Native Americans in history, culture
Ruben Zendejas, a senior studying Portuguese at BYU, has been a dancer for Living Legends for four years. Living Legends is a group composed of BYU students of native descent that emphasizes Native American, Polynesian and Latin American music, culture and dance.
Zendejas is currently the Native American section leader for the team. His responsibilities include leadership, choreography and running practices.
Zendejas has been dancing since he was 8 years old. He went to a Living Legends performance when his sister was a part of the team, fell in love with the dance, picked up her hoops and has been dancing ever since.
Zendejas’ grandmother is Omaha and his father is half Omaha, making Zendejas a quarter Omaha, or quarter Native American. But Zendejas said that even a quarter is “a big part” of who he is.
Zendejas said he is interested in the correct portrayal of Native American culture in the media.
“Public perception drives public policy,” Zendejas said. “So when people have these images (they think) of old westerns, or they think of mascots, or they think of these stereotypical images in their minds whenever they think of Native Americans.”

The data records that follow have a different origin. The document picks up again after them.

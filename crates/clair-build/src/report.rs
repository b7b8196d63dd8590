//! Build outcome reporting
use crate::error::BuildError;
use std::fmt;
use std::time::Duration;

/// Final state of one target
#[derive(Debug, Clone, Copy, PartialEq, Eq, Hash)]
pub enum TargetStatus {
    /// Up to date, nothing ran
    Skipped,
    /// At least one step ran and all succeeded
    Rebuilt,
    Failed,
    /// Not attempted because an upstream target failed
    Blocked,
}

impl TargetStatus {
    pub fn is_success(&self) -> bool {
        matches!(self, Self::Skipped | Self::Rebuilt)
    }
}

impl fmt::Display for TargetStatus {
    fn fmt(&self, f: &mut fmt::Formatter<'_>) -> fmt::Result {
        match self {
            Self::Skipped => write!(f, "skipped"),
            Self::Rebuilt => write!(f, "rebuilt"),
            Self::Failed => write!(f, "failed"),
            Self::Blocked => write!(f, "blocked"),
        }
    }
}

/// Outcome of one target
#[derive(Debug)]
pub struct TargetReport {
    /// Qualified name (`module/target`)
    pub name: String,
    pub status: TargetStatus,
    pub elapsed: Duration,
    /// Root cause when failed
    pub error: Option<BuildError>,
    /// Failing ancestor when blocked
    pub blocked_by: Option<String>,
}

impl TargetReport {
    /// Exit code of the failing subprocess, if one failed
    pub fn exit_code(&self) -> Option<i32> {
        match &self.error {
            Some(BuildError::Toolchain { exit_code, .. }) => *exit_code,
            _ => None,
        }
    }

    /// Captured stderr of the failing subprocess
    pub fn stderr(&self) -> Option<&str> {
        match &self.error {
            Some(BuildError::Toolchain { stderr, .. }) => Some(stderr),
            _ => None,
        }
    }
}

/// Outcome of a whole build, targets in build order
#[derive(Debug, Default)]
pub struct BuildReport {
    pub targets: Vec<TargetReport>,
    pub total_time: Duration,
}

impl BuildReport {
    /// Look a target up by `target` or `module/target`
    pub fn get(&self, name: &str) -> Option<&TargetReport> {
        self.targets.iter().find(|t| {
            t.name == name
                || t.name
                    .split_once('/')
                    .map_or(false, |(_, target)| target == name)
        })
    }

    pub fn status(&self, name: &str) -> Option<TargetStatus> {
        self.get(name).map(|t| t.status)
    }

    pub fn is_success(&self) -> bool {
        self.targets.iter().all(|t| t.status.is_success())
    }

    /// Process exit status reflecting the worst outcome
    pub fn exit_code(&self) -> i32 {
        if self.is_success() {
            0
        } else {
            1
        }
    }

    pub fn count(&self, status: TargetStatus) -> usize {
        self.targets.iter().filter(|t| t.status == status).count()
    }

    pub fn failed(&self) -> impl Iterator<Item = &TargetReport> {
        self.targets.iter().filter(|t| t.status == TargetStatus::Failed)
    }

    pub fn blocked(&self) -> impl Iterator<Item = &TargetReport> {
        self.targets.iter().filter(|t| t.status == TargetStatus::Blocked)
    }

    /// Human-readable report
    pub fn summary(&self) -> String {
        let mut out = format!(
            "{} targets in {:.2}s: {} rebuilt, {} skipped, {} failed, {} blocked\n",
            self.targets.len(),
            self.total_time.as_secs_f64(),
            self.count(TargetStatus::Rebuilt),
            self.count(TargetStatus::Skipped),
            self.count(TargetStatus::Failed),
            self.count(TargetStatus::Blocked),
        );

        for target in self.failed() {
            out.push_str(&format!("  failed  {}", target.name));
            if let Some(error) = &target.error {
                out.push_str(&format!(": {error}"));
            }
            out.push('\n');
        }
        for target in self.blocked() {
            out.push_str(&format!(
                "  blocked {} (by {})\n",
                target.name,
                target.blocked_by.as_deref().unwrap_or("?")
            ));
        }
        out
    }
}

Zendejas said Native American Heritage Month is important because it helps get his culture out there and shows that the Native American culture is still living and evolving. He said there are doctors, lawyers, LDS general authorities and even hip-hop music artists who contribute to society who are Native American.
BYU history professor Jenny Pulsipher has been studying Native American history since she started learning about her Native American ancestors as a little girl.
Pulsipher said BYU students should learn about the native people from Utah Valley that live here now and who lived in Utah Valley in the past. She also said BYU students should seek to learn about the native people from their hometowns.
“The history of America is Native American history. They were here before the Europeans arrived and shaped the ways the Europeans understood and interacted with this land,” Pulsipher said. “While Native American history has sometimes been left out of textbook histories of the Americas, it is really impossible to understand American history, or our present-day world, without understanding what Native Americans did and what European immigrants to America did to them.”